What is Conficker?
Conficker is one of the nastiest computer worms in recent history to go on the warpath against Windows-based PCs. First surfacing in October, 2008, Conficker targets Windows 2000, XP, Vista, Server 2003, Server 2008, Server 2008 R2 Beta, and even Windows 7. To date, Conficker has infected over 9 million PCs, shut down French and British military assests, and prompted a $250,000 reward from Microsoft for information leading to the arrest and conviction of the worm’s creators.
What Does it Do?
The first two versions of Conficker — variants A and B — exploit a vulnerability in the Server Service on Windows-based PCs to take advantage of an already-infected source computer. Once infected, the worm goes to work exploiting the network hole, cracking administrator passwords, prevents access to security websites and services for automatic updates, disables backup services, erases recently saved documents, and among other things, also leaves you vulnerable to other infected machines.
What Happens Tomorrow?
One of the scariest things about Conficker, including Conficker.c, is that its full potential isn’t known. Come tomorrow, those infected might be prompted to buy fake sofware products, or it could start monitoring your keystrokes to lift sensitive information like banking passwords. Files could end up deleted, or it might transform your computer into a zombie PC while staying under the radar. Whatever it ends up doing, it won’t be good, and you need to take proper precautions right now.

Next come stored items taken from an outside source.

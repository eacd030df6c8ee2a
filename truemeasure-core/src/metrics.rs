//! Rolling Performance Metrics
//!
//! ## Overview
//!
//! The engine keeps bounded histories of compensation and validation
//! outcomes and derives rolling aggregates from them: average confidence,
//! average applied correction, validation pass rate, and the rolling
//! accuracy figure the calibration staleness rule consumes.
//!
//! Histories are fixed-capacity rings (64 entries each); metrics are
//! recomputed on read rather than maintained incrementally, which keeps
//! recording O(1) and makes the aggregates trivially consistent with the
//! retained records.

use crate::buffer::RingBuffer;
use crate::constants::quality::METRICS_HISTORY_CAPACITY;
use crate::time::Timestamp;

/// Outcome of one compensation pass
#[derive(Debug, Clone, Copy)]
pub struct CompensationRecord {
    /// When the measurement was processed (ms)
    pub timestamp: Timestamp,
    /// Magnitude of the applied correction (measurement units)
    pub correction: f32,
    /// Final chain confidence, [0, 1]
    pub confidence: f32,
    /// Processing latency (µs)
    pub latency_us: u32,
}

/// Outcome of one validation pass
#[derive(Debug, Clone, Copy)]
pub struct ValidationRecord {
    /// When the validation ran (ms)
    pub timestamp: Timestamp,
    /// Whether the gate accepted the measurement
    pub is_valid: bool,
    /// The gate's quality score, [0, 1]
    pub quality: f32,
}

/// Bounded outcome histories and their rolling aggregates
#[derive(Clone, Default)]
pub struct MetricsAggregator {
    compensations: RingBuffer<CompensationRecord, METRICS_HISTORY_CAPACITY>,
    validations: RingBuffer<ValidationRecord, METRICS_HISTORY_CAPACITY>,
}

impl MetricsAggregator {
    /// Create an empty aggregator
    pub const fn new() -> Self {
        Self {
            compensations: RingBuffer::new(),
            validations: RingBuffer::new(),
        }
    }

    /// Record a compensation outcome
    pub fn record_compensation(&mut self, record: CompensationRecord) {
        self.compensations.push(record);
    }

    /// Record a validation outcome
    pub fn record_validation(&mut self, record: ValidationRecord) {
        self.validations.push(record);
    }

    /// Number of retained compensation records
    pub fn compensation_count(&self) -> usize {
        self.compensations.len()
    }

    /// Number of retained validation records
    pub fn validation_count(&self) -> usize {
        self.validations.len()
    }

    /// Mean chain confidence over the retained window
    pub fn average_confidence(&self) -> Option<f32> {
        if self.compensations.is_empty() {
            return None;
        }

        let sum: f32 = self.compensations.iter().map(|r| r.confidence).sum();
        Some(sum / self.compensations.len() as f32)
    }

    /// Mean applied correction magnitude over the retained window
    pub fn average_correction(&self) -> Option<f32> {
        if self.compensations.is_empty() {
            return None;
        }

        let sum: f32 = self.compensations.iter().map(|r| r.correction).sum();
        Some(sum / self.compensations.len() as f32)
    }

    /// Mean processing latency over the retained window (µs)
    pub fn average_latency_us(&self) -> Option<f32> {
        if self.compensations.is_empty() {
            return None;
        }

        let sum: f32 = self.compensations.iter().map(|r| r.latency_us as f32).sum();
        Some(sum / self.compensations.len() as f32)
    }

    /// Fraction of retained validations that passed
    pub fn pass_rate(&self) -> Option<f32> {
        if self.validations.is_empty() {
            return None;
        }

        let passed = self.validations.iter().filter(|r| r.is_valid).count();
        Some(passed as f32 / self.validations.len() as f32)
    }

    /// Rolling validation accuracy: mean quality score over the window
    ///
    /// Feeds the calibration staleness rule. With no validations yet the
    /// figure is 1.0 - an empty window is no evidence of degradation, and
    /// a fresh calibration must not expire instantly.
    pub fn rolling_accuracy(&self) -> f32 {
        if self.validations.is_empty() {
            return 1.0;
        }

        let sum: f32 = self.validations.iter().map(|r| r.quality).sum();
        sum / self.validations.len() as f32
    }

    /// Forget all retained records
    pub fn clear(&mut self) {
        self.compensations.clear();
        self.validations.clear();
    }
}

How to Tell if You’re Already Infected
Once infected, Conficker seals up the hole it used to infiltrate your system preventing other malware from getting in. Because of this, it can be difficult for IT pros to tell which computers have been patched and which might have a fake Conficker patch. But according to the nonprofit Honeynet Project, Conficker.c’s buggy code has made it somewhat easy to detect using a newly released proof-of-concept scanner.
“What we’ve found is pretty cool: Conficker actually changes what Windows looks like on the network, and this change can be detected remotely, anonymously, and very, very quickly. You can literally ask a server if it’s infected with Conficker, and it will tell you,” Dan Kaminsky, director of penetration testing at IOActive who worked with The Honeynet Project, wrote on his blog. “We figured this out on Friday, and got code put together for Monday. It’s been one heck of a weekend.”

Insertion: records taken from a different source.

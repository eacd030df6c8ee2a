//! Measurement Value Types
//!
//! The units of work flowing through the engine: a [`RawMeasurement`] is
//! created once per user measurement action and consumed by the
//! compensation pipeline; a [`CompensatedMeasurement`] is the externally
//! visible aggregate the session layer renders and stores. Both are
//! immutable once produced.

use crate::accuracy::AccuracyAssessment;
use crate::compensation::CompensatedValue;
use crate::motion::MotionSample;
use crate::time::Timestamp;
use crate::validation::MeasurementValidation;
use crate::vector::Vec3;

/// What kind of quantity a measurement captures
#[derive(Debug, Clone, Copy, PartialEq, Eq, Hash)]
#[cfg_attr(feature = "serde", derive(serde::Serialize, serde::Deserialize))]
pub enum MeasurementKind {
    /// Point-to-point distance (meters)
    Distance,
    /// Polygon area (square meters)
    Area,
    /// Bounding-box volume (cubic meters)
    Volume,
    /// Vertex angle (degrees)
    Angle,
}

impl MeasurementKind {
    /// Human-readable name
    pub const fn name(&self) -> &'static str {
        match self {
            Self::Distance => "distance",
            Self::Area => "area",
            Self::Volume => "volume",
            Self::Angle => "angle",
        }
    }

    /// Unit the measured value is expressed in
    pub const fn unit(&self) -> &'static str {
        match self {
            Self::Distance => "m",
            Self::Area => "m²",
            Self::Volume => "m³",
            Self::Angle => "°",
        }
    }

    /// Stable index for per-kind bookkeeping (value windows, metrics)
    pub(crate) const fn index(&self) -> usize {
        match self {
            Self::Distance => 0,
            Self::Area => 1,
            Self::Volume => 2,
            Self::Angle => 3,
        }
    }

    /// Number of measurement kinds
    pub(crate) const COUNT: usize = 4;
}

/// One raw measurement as captured, before compensation
#[derive(Debug, Clone, Copy, PartialEq)]
#[cfg_attr(feature = "serde", derive(serde::Serialize, serde::Deserialize))]
pub struct RawMeasurement {
    /// Measured value in the kind's unit
    pub value: f32,
    /// Distance from the sensor to the measured target (meters)
    pub sensor_distance_m: f32,
    /// Representative 3D position of the measurement
    pub position: Vec3,
    /// When the measurement was captured (ms)
    pub timestamp: Timestamp,
    /// Kind of quantity measured
    pub kind: MeasurementKind,
}

impl RawMeasurement {
    /// Create a raw measurement
    pub fn new(
        value: f32,
        sensor_distance_m: f32,
        position: Vec3,
        timestamp: Timestamp,
        kind: MeasurementKind,
    ) -> Self {
        Self {
            value,
            sensor_distance_m,
            position,
            timestamp,
            kind,
        }
    }
}

/// The externally visible unit of work: a fully processed measurement
///
/// Aggregates the raw capture, the compensated value, the motion frame it
/// was corrected against, the quality-gate verdict, the accuracy
/// assessment, and how long processing took. Immutable once produced.
#[derive(Debug, Clone)]
pub struct CompensatedMeasurement {
    /// The measurement as captured
    pub raw: RawMeasurement,
    /// Corrected value with stage provenance and confidence
    pub compensated: CompensatedValue,
    /// Motion sample the correction was computed against
    pub motion: MotionSample,
    /// Quality-gate verdict
    pub validation: MeasurementValidation,
    /// Accuracy classification of the corrected value
    pub assessment: AccuracyAssessment,
    /// Processing latency in microseconds (0 when no clock is available)
    pub latency_us: u32,
}

impl CompensatedMeasurement {
    /// The corrected value
    pub fn value(&self) -> f32 {
        self.compensated.value
    }

    /// Shorthand for the gate verdict
    pub fn is_valid(&self) -> bool {
        self.validation.is_valid
    }
}

#[cfg(test)]
mod tests {
    use super::*;

    #[test]
    fn kind_metadata() {
        assert_eq!(MeasurementKind::Distance.unit(), "m");
        assert_eq!(MeasurementKind::Area.name(), "area");
        assert_eq!(MeasurementKind::Angle.index(), 3);
    }

    #[test]
    fn raw_measurement_holds_capture() {
        let raw = RawMeasurement::new(
            2.0,
            1.5,
            Vec3::new(0.0, 0.0, 1.0),
            1000,
            MeasurementKind::Distance,
        );

        assert_eq!(raw.value, 2.0);
        assert_eq!(raw.kind, MeasurementKind::Distance);
    }
}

Other telltale signs that you might be infected with Conficker is if you haven’t received any automatic updates from Windows in March, if you’re unable to update your antivirus program, or if your security software is running abnormally slow as of late. You can also try accessing major AV sites, as Conficker will attempt to block these.
The Department of Homeland Security (DHS) has released a computer worm detection tool, along with a bevy of other information, which can be found here.

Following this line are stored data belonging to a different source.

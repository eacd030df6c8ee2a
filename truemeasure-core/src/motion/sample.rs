//! Normalized Device-Motion Samples
//!
//! One [`MotionSample`] is a single timestamped reading of everything the
//! device's motion stack reports: attitude, rotation rate, user
//! (gravity-removed) acceleration, the gravity vector, and the magnetic
//! field. Samples are immutable once created and owned exclusively by the
//! rolling history buffer.

use crate::constants::motion::STANDARD_GRAVITY;
use crate::time::Timestamp;
use crate::vector::{Quaternion, Vec3};

/// One timestamped device-motion reading
///
/// All vectors are in the device body frame, SI units: rotation rate in
/// rad/s, accelerations in m/s², magnetic field in µT.
#[derive(Debug, Clone, Copy, PartialEq)]
#[cfg_attr(feature = "serde", derive(serde::Serialize, serde::Deserialize))]
pub struct MotionSample {
    /// When the sample was captured (ms)
    pub timestamp: Timestamp,
    /// Device attitude as a unit quaternion
    pub attitude: Quaternion,
    /// Angular velocity (rad/s)
    pub rotation_rate: Vec3,
    /// Linear acceleration with gravity removed (m/s²)
    pub user_acceleration: Vec3,
    /// Gravity direction and magnitude (m/s²)
    pub gravity: Vec3,
    /// Magnetic field reading (µT)
    pub magnetic_field: Vec3,
}

impl MotionSample {
    /// Create a sample from raw sensor components
    #[allow(clippy::too_many_arguments)]
    pub fn new(
        timestamp: Timestamp,
        attitude: Quaternion,
        rotation_rate: Vec3,
        user_acceleration: Vec3,
        gravity: Vec3,
        magnetic_field: Vec3,
    ) -> Self {
        Self {
            timestamp,
            attitude,
            rotation_rate,
            user_acceleration,
            gravity,
            magnetic_field,
        }
    }

    /// The documented fallback frame for sensor gaps
    ///
    /// Zero acceleration and rotation, identity attitude, standard gravity
    /// straight down, no magnetic reading. Used when no real sample exists
    /// within the configured window of a measurement's timestamp; the
    /// engine caps confidence when falling back to it.
    pub fn at_rest(timestamp: Timestamp) -> Self {
        Self {
            timestamp,
            attitude: Quaternion::IDENTITY,
            rotation_rate: Vec3::ZERO,
            user_acceleration: Vec3::ZERO,
            gravity: Vec3::new(0.0, 0.0, -STANDARD_GRAVITY),
            magnetic_field: Vec3::ZERO,
        }
    }

    /// Combined scalar motion magnitude
    ///
    /// ‖user acceleration‖ + `angular_weight` x ‖rotation rate‖. Angular
    /// motion is weighted down because it affects measurement error less
    /// per unit than translation at short range.
    pub fn motion_magnitude(&self, angular_weight: f32) -> f32 {
        self.user_acceleration.norm() + angular_weight * self.rotation_rate.norm()
    }

    /// Check all vector components are finite
    pub fn is_finite(&self) -> bool {
        self.rotation_rate.is_finite()
            && self.user_acceleration.is_finite()
            && self.gravity.is_finite()
            && self.magnetic_field.is_finite()
    }
}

How Can I Avoid Infection?
Drain your savings account, buy a Mac, and hang out at Starbucks all day long. Or to appease the Linux crowd, ditch Windows and dive into Ubuntu. But you don’t need to learn a brand new OS or invest in an overpriced computer to avoid Conficker.
One way to avoid Conficker is to disable AutoRun. Details on how to properly do so can be found here. And as with all security-related threats, safe computing habits apply. Avoid websites you’re not familiar with, ensure that Windows is fully patched, invest in a security program and download the latest updates, and never download from an unknown or shady source.